*Exercise directions:* Give back an exact copy of the lines from the start of the material through the line bearing "pub fn build_filter(level: &str)". Include both ends and nothing else.

*Dataset content:*
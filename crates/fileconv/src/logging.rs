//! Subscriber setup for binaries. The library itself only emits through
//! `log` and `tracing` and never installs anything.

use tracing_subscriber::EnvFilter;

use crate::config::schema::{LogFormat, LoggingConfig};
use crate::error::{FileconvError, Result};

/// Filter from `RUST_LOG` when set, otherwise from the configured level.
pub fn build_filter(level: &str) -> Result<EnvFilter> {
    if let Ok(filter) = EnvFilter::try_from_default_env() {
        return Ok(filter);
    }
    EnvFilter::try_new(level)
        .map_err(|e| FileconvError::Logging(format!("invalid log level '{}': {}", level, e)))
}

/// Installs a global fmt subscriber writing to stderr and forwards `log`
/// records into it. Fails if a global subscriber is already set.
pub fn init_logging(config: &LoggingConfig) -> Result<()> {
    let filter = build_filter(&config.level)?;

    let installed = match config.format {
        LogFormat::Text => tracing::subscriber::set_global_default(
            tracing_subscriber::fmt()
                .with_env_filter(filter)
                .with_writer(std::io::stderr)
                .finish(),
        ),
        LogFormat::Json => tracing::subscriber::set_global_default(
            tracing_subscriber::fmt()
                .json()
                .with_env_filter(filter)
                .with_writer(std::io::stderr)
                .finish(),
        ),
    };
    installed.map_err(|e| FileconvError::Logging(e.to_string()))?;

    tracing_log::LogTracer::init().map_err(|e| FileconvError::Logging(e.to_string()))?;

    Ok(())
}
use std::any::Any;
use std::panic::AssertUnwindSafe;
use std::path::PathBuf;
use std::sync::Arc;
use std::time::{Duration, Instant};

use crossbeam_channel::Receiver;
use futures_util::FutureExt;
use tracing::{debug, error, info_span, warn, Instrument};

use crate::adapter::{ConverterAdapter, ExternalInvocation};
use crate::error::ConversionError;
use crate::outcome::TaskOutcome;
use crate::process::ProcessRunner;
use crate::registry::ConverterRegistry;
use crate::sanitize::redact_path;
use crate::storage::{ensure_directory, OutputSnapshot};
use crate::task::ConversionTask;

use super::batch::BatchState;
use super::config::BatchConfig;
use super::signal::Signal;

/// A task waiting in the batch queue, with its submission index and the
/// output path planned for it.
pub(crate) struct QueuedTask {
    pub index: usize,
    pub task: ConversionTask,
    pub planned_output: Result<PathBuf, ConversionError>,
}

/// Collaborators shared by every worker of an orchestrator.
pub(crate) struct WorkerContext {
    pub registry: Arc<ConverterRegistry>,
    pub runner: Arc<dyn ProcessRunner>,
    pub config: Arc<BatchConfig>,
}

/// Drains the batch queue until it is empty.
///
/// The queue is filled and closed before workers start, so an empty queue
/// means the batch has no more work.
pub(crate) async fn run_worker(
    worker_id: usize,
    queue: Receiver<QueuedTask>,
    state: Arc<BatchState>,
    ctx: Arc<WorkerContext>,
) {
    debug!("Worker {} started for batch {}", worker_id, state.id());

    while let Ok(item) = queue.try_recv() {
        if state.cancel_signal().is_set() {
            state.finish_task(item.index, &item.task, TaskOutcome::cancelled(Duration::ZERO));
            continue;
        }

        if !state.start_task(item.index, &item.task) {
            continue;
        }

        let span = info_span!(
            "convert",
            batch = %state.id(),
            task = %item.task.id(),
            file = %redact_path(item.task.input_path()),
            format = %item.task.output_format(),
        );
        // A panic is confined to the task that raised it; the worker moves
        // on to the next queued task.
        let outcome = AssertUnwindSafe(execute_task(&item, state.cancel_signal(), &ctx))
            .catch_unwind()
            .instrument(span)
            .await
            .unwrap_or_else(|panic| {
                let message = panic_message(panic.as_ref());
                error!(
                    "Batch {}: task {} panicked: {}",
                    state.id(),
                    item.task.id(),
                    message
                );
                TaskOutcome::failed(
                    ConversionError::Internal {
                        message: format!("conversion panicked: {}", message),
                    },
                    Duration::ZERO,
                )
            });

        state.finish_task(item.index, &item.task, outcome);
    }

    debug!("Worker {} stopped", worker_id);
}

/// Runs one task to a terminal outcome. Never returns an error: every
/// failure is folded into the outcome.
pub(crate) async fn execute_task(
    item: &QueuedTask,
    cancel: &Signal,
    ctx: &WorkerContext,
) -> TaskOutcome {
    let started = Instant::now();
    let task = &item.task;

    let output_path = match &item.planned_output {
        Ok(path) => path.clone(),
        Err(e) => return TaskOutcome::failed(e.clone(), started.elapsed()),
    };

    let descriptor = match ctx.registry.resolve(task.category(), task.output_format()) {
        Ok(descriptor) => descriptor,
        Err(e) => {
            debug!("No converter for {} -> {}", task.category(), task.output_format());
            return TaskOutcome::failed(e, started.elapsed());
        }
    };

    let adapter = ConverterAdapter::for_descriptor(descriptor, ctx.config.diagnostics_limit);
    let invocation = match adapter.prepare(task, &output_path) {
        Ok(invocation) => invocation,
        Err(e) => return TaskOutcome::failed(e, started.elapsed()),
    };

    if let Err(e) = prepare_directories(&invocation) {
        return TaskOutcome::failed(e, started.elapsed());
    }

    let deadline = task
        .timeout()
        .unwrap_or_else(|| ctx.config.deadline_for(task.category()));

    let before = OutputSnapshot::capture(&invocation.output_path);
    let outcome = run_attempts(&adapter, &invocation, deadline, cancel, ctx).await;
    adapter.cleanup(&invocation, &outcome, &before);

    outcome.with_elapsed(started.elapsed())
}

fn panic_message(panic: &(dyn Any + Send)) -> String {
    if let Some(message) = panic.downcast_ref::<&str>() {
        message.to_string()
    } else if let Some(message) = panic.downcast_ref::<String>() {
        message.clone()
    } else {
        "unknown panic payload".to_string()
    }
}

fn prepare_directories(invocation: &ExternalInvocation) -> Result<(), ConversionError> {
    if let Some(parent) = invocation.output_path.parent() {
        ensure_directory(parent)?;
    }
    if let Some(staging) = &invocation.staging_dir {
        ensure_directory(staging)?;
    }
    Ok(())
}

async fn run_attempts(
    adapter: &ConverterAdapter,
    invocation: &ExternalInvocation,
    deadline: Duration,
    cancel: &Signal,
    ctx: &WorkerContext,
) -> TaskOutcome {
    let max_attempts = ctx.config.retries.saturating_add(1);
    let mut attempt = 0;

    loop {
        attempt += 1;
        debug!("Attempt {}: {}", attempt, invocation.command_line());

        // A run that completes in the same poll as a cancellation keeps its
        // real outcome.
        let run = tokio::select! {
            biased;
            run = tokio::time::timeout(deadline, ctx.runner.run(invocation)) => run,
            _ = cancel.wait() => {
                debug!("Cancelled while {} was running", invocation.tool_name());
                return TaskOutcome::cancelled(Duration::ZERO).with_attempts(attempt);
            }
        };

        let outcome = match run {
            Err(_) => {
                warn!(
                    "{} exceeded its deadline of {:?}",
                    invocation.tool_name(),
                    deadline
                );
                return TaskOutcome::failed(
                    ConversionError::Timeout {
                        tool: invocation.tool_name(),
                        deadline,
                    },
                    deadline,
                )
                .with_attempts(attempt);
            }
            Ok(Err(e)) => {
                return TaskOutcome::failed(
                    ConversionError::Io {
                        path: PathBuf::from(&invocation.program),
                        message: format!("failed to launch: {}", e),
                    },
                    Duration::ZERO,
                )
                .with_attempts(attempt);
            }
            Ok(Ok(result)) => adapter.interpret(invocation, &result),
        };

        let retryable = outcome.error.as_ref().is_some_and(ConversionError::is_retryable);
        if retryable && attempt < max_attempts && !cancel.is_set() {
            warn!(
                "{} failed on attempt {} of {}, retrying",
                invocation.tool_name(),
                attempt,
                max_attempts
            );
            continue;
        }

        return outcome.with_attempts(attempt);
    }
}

*Worked solution:*
filename crates/fileconv/src/logging.rs
//! Subscriber setup for binaries. The library itself only emits through
//! `log` and `tracing` and never installs anything.

use tracing_subscriber::EnvFilter;

use crate::config::schema::{LogFormat, LoggingConfig};
use crate::error::{FileconvError, Result};

/// Filter from `RUST_LOG` when set, otherwise from the configured level.
pub fn build_filter(level: &str) -> Result<EnvFilter> {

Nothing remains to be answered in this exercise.